Task prompt – Go through the listing below and list every line with "push".
(Provided records begins)
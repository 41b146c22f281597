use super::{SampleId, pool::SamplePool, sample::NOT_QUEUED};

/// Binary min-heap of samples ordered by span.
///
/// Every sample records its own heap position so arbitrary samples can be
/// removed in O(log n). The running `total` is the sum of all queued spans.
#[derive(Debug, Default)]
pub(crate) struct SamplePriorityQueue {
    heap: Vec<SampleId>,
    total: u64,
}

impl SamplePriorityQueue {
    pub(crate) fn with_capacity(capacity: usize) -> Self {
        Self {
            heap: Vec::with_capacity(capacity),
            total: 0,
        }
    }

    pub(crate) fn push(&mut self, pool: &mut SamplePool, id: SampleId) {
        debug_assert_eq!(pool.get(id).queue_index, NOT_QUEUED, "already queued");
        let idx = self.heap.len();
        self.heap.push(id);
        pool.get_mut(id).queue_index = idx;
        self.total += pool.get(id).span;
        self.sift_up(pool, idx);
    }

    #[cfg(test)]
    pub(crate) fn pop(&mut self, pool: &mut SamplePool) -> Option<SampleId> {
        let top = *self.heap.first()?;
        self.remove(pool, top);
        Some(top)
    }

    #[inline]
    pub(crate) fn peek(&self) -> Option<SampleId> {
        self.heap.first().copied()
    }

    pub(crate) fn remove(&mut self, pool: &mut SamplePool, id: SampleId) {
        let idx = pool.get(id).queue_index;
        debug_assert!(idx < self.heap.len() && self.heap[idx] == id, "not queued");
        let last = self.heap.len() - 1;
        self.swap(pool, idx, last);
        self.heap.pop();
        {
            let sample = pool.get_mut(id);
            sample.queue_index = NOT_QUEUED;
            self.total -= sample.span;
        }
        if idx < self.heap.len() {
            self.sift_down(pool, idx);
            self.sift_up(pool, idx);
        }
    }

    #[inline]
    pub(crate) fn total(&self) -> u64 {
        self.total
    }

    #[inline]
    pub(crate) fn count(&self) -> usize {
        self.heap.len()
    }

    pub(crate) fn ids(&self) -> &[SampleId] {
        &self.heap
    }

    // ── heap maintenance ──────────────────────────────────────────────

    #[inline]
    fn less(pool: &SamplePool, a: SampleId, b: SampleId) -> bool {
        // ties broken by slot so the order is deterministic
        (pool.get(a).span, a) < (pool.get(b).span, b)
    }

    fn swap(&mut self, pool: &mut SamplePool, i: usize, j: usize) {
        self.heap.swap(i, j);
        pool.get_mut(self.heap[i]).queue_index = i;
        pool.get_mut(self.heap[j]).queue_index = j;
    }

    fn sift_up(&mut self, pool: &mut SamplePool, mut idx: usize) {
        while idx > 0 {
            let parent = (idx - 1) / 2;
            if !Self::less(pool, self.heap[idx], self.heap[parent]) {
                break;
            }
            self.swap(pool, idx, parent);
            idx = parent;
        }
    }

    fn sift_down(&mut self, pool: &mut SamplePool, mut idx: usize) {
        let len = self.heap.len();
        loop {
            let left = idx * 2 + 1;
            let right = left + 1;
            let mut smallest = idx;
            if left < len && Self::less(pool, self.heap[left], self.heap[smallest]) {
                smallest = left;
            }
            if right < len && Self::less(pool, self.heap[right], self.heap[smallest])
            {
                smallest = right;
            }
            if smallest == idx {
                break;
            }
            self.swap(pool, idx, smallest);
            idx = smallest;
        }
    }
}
(Provided records ends)
Result of this task –
    pub(crate) fn push(&mut self, pool: &mut SamplePool, id: SampleId) {
        self.heap.push(id);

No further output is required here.